→ **Task to carry out**
Examine the entries and show every line in which the word "SessionError" is found.

====== Input data

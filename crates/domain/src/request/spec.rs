//! Request specification type

use serde::Serialize;

use super::{HttpMethod, MultipartForm, RequestBody};

/// An outbound call to the backend, relative to the API base URL.
///
/// The gateway resolves `path` against the configured base URL and attaches
/// the bearer credential; callers never set `Authorization` themselves.
#[derive(Debug, Clone, PartialEq)]
pub struct ApiRequest {
    /// HTTP method
    pub method: HttpMethod,
    /// Path below the API root, e.g. `/videos/trending`
    pub path: String,
    /// Query string pairs in order
    pub query: Vec<(String, String)>,
    /// Request body
    pub body: RequestBody,
    /// Whether a 401 answer means the held session has expired.
    ///
    /// Credential exchanges (login, register) answer 401 for bad passwords,
    /// which says nothing about the current session.
    pub expires_session: bool,
}

impl ApiRequest {
    /// Creates a request with no query and no body.
    #[must_use]
    pub fn new(method: HttpMethod, path: impl Into<String>) -> Self {
        Self {
            method,
            path: path.into(),
            query: Vec::new(),
            body: RequestBody::None,
            expires_session: true,
        }
    }

    /// Creates a GET request.
    #[must_use]
    pub fn get(path: impl Into<String>) -> Self {
        Self::new(HttpMethod::Get, path)
    }

    /// Creates a POST request with no body.
    #[must_use]
    pub fn post(path: impl Into<String>) -> Self {
        Self::new(HttpMethod::Post, path)
    }

    /// Creates a DELETE request.
    #[must_use]
    pub fn delete(path: impl Into<String>) -> Self {
        Self::new(HttpMethod::Delete, path)
    }

    /// Attaches a JSON body.
    ///
    /// # Errors
    ///
    /// Returns an error if `body` cannot be represented as JSON.
    pub fn json<T: Serialize + ?Sized>(mut self, body: &T) -> Result<Self, serde_json::Error> {
        self.body = RequestBody::Json(serde_json::to_value(body)?);
        Ok(self)
    }

    /// Attaches a multipart form.
    #[must_use]
    pub fn multipart(mut self, form: MultipartForm) -> Self {
        self.body = RequestBody::Multipart(form);
        self
    }

    /// Appends query string pairs.
    #[must_use]
    pub fn query(mut self, pairs: impl IntoIterator<Item = (String, String)>) -> Self {
        self.query.extend(pairs);
        self
    }

    /// Marks the request as a credential exchange whose 401 does not expire
    /// the session.
    #[must_use]
    pub const fn credential_exchange(mut self) -> Self {
        self.expires_session = false;
        self
    }
}

#[cfg(test)]
#[allow(clippy::unwrap_used)]
mod tests {
    use super::*;

    #[test]
    fn test_get_request_defaults() {
        let req = ApiRequest::get("/videos");
        assert_eq!(req.method, HttpMethod::Get);
        assert_eq!(req.path, "/videos");
        assert_eq!(req.body, RequestBody::None);
        assert!(req.expires_session);
    }

    #[test]
    fn test_json_body_and_exchange_flag() {
        let req = ApiRequest::post("/auth/login")
            .json(&serde_json::json!({"username": "alice"}))
            .unwrap()
            .credential_exchange();
        assert_eq!(req.body.content_type(), Some("application/json"));
        assert!(!req.expires_session);
    }
}
//! CLI error types.

use lifetube_application::{GatewayError, SessionError};
use lifetube_domain::DomainError;
use lifetube_infrastructure::{BodyBuildError, SettingsError};
use thiserror::Error;

/// CLI error type.
#[derive(Debug, Error)]
pub enum CliError {
    /// Configuration error.
    #[error("configuration error: {0}")]
    Settings(#[from] SettingsError),

    /// Login, registration or logout failed.
    #[error("{0}")]
    Session(#[from] SessionError),

    /// A backend call failed.
    #[error("{0}")]
    Api(#[from] GatewayError),

    /// Bad input caught before any request was sent.
    #[error("{0}")]
    Invalid(#[from] DomainError),

    /// A file could not be read for upload.
    #[error("{0}")]
    File(#[from] BodyBuildError),

    /// The upload was refused; carries the message to show.
    #[error("{0}")]
    Upload(String),

    /// The command needs a logged-in user.
    #[error("not logged in; run `lifetube login <username>` first")]
    NotLoggedIn,

    /// Writing output failed.
    #[error("output error: {0}")]
    Io(#[from] std::io::Error),
}

/// Result type for CLI commands.
pub type CliResult<T> = Result<T, CliError>;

============

→ **Answer to the problem**
use lifetube_application::{GatewayError, SessionError};
    Session(#[from] SessionError),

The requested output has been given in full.